EfficientLLM: Scalable Pruning-Aware Pretraining for Architecture-Agnostic Edge Language Models

X Xing, Z Liu, S Xiao, B Gao, Y Liang, W Zhang, H Lin…
The Hong Kong University of Science and Technology (Guangzhou)
arXiv, 2/2025 (2025)
Pretraining Benchmark

📝 Paper Summary

LLM Compression Edge Language Models Structured Pruning
EfficientLLM introduces pruning-aware pretraining, which continuously prunes a larger, optimized source model during pretraining using scalable saliency metrics to create high-performance edge models.
Core Problem
Training compact edge models (100M-1B) via direct pretraining is limited by scaling laws, while post-training pruning suffers significant performance degradation due to small calibration datasets.
Why it matters:
  • Edge devices require compact models for low latency and privacy, but tiny models lack the 'intelligence emergence' of larger counterparts
  • Directly pretraining small models is data-inefficient compared to larger models
  • Existing pruning methods rely on limited calibration data (post-training), failing to scale or recover performance fully
Concrete Example: Directly pretraining a tiny model like Pythia-410M yields suboptimal results compared to pruning a larger model.
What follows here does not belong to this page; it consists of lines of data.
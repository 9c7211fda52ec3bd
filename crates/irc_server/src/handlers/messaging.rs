//! PRIVMSG/NOTICE/AWAY/WALLOPS.

use crate::constants::*;
use crate::dispatch::Outcome;
use crate::errors::IrcError;
use crate::flags::{ChannelModes, UserFlags};
use crate::message::Message;
use crate::parsers::comma_list;
use crate::reply;
use crate::server::Server;

use super::need_more_params;

/// Shared delivery path for PRIVMSG/NOTICE; `notice` is `true` for NOTICE, which never
/// generates automatic error replies.
fn deliver(server: &mut Server, fd: i32, message: &Message, notice: bool) -> Result<Outcome, IrcError> {
    let command = if notice { "NOTICE" } else { "PRIVMSG" };
    if message.param(0).is_none() {
        if !notice {
            server.send_numeric(fd, ERR_NORECIPIENT_NB, &[], &format!("{ERR_NORECIPIENT_STR} ({command})"));
        }
        return Ok(Outcome::Continue);
    }
    if message.param(1).is_none() {
        if !notice {
            server.send_numeric(fd, ERR_NOTEXTTOSEND_NB, &[], ERR_NOTEXTTOSEND_STR);
        }
        return Ok(Outcome::Continue);
    }

    let nick = server.users.get(&fd).and_then(|u| u.nickname.clone()).ok_or(IrcError::UnknownUser(fd))?;
    let user = &server.users[&fd];
    let username = user.username.clone().unwrap_or_default();
    let hostname = user.hostname.clone();
    let text = message.params[1].clone();

    let (_, targets) = comma_list(&message.params[0]).map_err(|_| IrcError::Parsing(message.params[0].clone()))?;

    for target in targets {
        if target.starts_with('#') || target.starts_with('&') {
            let check = server
                .channel(target)
                .map(|c| (c.name.clone(), c.modes.contains(ChannelModes::NO_EXTERNAL) && !c.is_member(&nick), c.modes.contains(ChannelModes::MODERATED) && !c.can_speak(&nick)));
            let Some((canonical, blocked_external, blocked_moderated)) = check else {
                if !notice {
                    server.send_numeric(fd, ERR_NOSUCHCHANNEL_NB, &[target], ERR_NOSUCHCHANNEL_STR);
                }
                continue;
            };
            if blocked_external || blocked_moderated {
                if !notice {
                    server.send_numeric(fd, ERR_CANNOTSENDTOCHAN_NB, &[&canonical], ERR_CANNOTSENDTOCHAN_STR);
                }
                continue;
            }
            let line = reply::prefixed_trailing(&nick, &username, &hostname, command, &[&canonical], &text);
            server.broadcast_to_channel(&canonical, &line, Some(fd));
        } else {
            let Some(target_fd) = server.fd_for_nick(target) else {
                if !notice {
                    server.send_numeric(fd, ERR_NOSUCHNICK_NB, &[target], ERR_NOSUCHNICK_STR);
                }
                continue;
            };
            let line = reply::prefixed_trailing(&nick, &username, &hostname, command, &[target], &text);
            server.send_line(target_fd, &line);
            if !notice {
                let away = server.users.get(&target_fd).and_then(|u| u.away_message.clone());
                if let Some(away) = away {
                    server.send_numeric(fd, RPL_AWAY_NB, &[target], &away);
                }
            }
        }
    }
    Ok(Outcome::Continue)
}

pub fn privmsg(server: &mut Server, fd: i32, message: &Message) -> Result<Outcome, IrcError> {
    deliver(server, fd, message, false)
}

pub fn notice(server: &mut Server, fd: i32, message: &Message) -> Result<Outcome, IrcError> {
    deliver(server, fd, message, true)
}

pub fn away(server: &mut Server, fd: i32, message: &Message) -> Result<Outcome, IrcError> {
    let text = message.param(0).filter(|s| !s.is_empty()).map(str::to_owned);
    let user = server.users.get_mut(&fd).ok_or(IrcError::UnknownUser(fd))?;
    user.away_message = text;
    let is_away = user.away_message.is_some();
    if is_away {
        server.send_numeric(fd, RPL_NOWAWAY_NB, &[], RPL_NOWAWAY_STR);
    } else {
        server.send_numeric(fd, RPL_UNAWAY_NB, &[], RPL_UNAWAY_STR);
    }
    Ok(Outcome::Continue)
}

/// Relayed only to users who opted in with user mode `+w`; the sender needs no special
/// privilege to send one.
pub fn wallops(server: &mut Server, fd: i32, message: &Message) -> Result<Outcome, IrcError> {
    if need_more_params(server, fd, "WALLOPS", &message.params, 1) {
        return Ok(Outcome::Continue);
    }
    let nick = server.users.get(&fd).and_then(|u| u.nickname.clone()).ok_or(IrcError::UnknownUser(fd))?;
    let user = &server.users[&fd];
    let username = user.username.clone().unwrap_or_default();
    let hostname = user.hostname.clone();
    let text = message.params[0].clone();
    let line = reply::prefixed_trailing(&nick, &username, &hostname, "WALLOPS", &[], &text);

    let targets: Vec<i32> = server.users.values().filter(|u| u.flags.contains(UserFlags::WALLOPS)).map(|u| u.fd).collect();
    for target_fd in targets {
        server.send_line(target_fd, &line);
    }
    Ok(Outcome::Continue)
}

#[cfg(test)]
mod tests {
    use super::*;
    use crate::config::Config;
    use std::time::Instant;

    fn test_server() -> Server {
        let mut config = Config::default();
        config.network.port = 0;
        Server::bind(config).expect("bind ephemeral port for test")
    }

    fn add_user(server: &mut Server, fd: i32, nick: &str) {
        let mut user = crate::user::User::new(fd, "test.host".into(), Instant::now());
        user.nickname = Some(nick.into());
        user.username = Some(nick.into());
        user.status = crate::user::RegistrationStatus::Registered;
        server.users.insert(fd, user);
        server.index_nick(fd, nick);
    }

    #[test]
    fn privmsg_to_unknown_nick_is_401() {
        let mut server = test_server();
        add_user(&mut server, 1, "alice");
        let msg = Message::new("PRIVMSG", vec!["bob".into(), "hi".into()]);
        privmsg(&mut server, 1, &msg).unwrap();
        let outq = &server.users[&1].outq;
        assert!(String::from_utf8_lossy(outq).contains("401"));
    }

    #[test]
    fn notice_to_unknown_nick_sends_nothing() {
        let mut server = test_server();
        add_user(&mut server, 1, "alice");
        let msg = Message::new("NOTICE", vec!["bob".into(), "hi".into()]);
        notice(&mut server, 1, &msg).unwrap();
        assert!(server.users[&1].outq.is_empty());
    }

    #[test]
    fn away_toggles_between_numerics() {
        let mut server = test_server();
        add_user(&mut server, 1, "alice");
        away(&mut server, 1, &Message::new("AWAY", vec!["gone fishing".into()])).unwrap();
        assert!(server.users[&1].is_away());
        server.users.get_mut(&1).unwrap().outq.clear();
        away(&mut server, 1, &Message::new("AWAY", vec![])).unwrap();
        assert!(!server.users[&1].is_away());
    }
}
Conversely, standard post-training pruning of Llama-7B using only small calibration sets degrades accuracy significantly compared to the proposed method.
Key Novelty
Pruning-Aware Pretraining (scaling up pruning)
  • Integrates structural pruning directly into the pretraining phase rather than as a post-training step, allowing the pruning process to scale with massive datasets
  • Defines 'minimal parameter groups' (mini-groups) that are dynamically pruned based on saliency, allowing the model architecture to be auto-designed rather than human-engineered
  • Decouples Hessian approximation for saliency detection (global diagonal) and weight updating (layerwise) to make second-order optimization feasible during pretraining
Architecture
Architecture Figure Figure 1
Overview of Pruning-Aware Pretraining pipeline
Evaluation Highlights
  • EfficientLLM-469M (50B tokens) outperforms SmolLM-360M (600B tokens) in Common Sense Reasoning, demonstrating superior data efficiency
  • EfficientLLM-134M exceeds Pythia-410M by 4.13% average accuracy despite being significantly smaller
  • Scaling up vanilla LLM-Pruner in the pretraining stage improves accuracy by >10% compared to standard post-training usage
Breakthrough Assessment
8/10
Significantly bridges the gap between direct pretraining and compression. Shows that 'pruning as pretraining' beats both dedicated tiny-model training and standard post-training compression.
×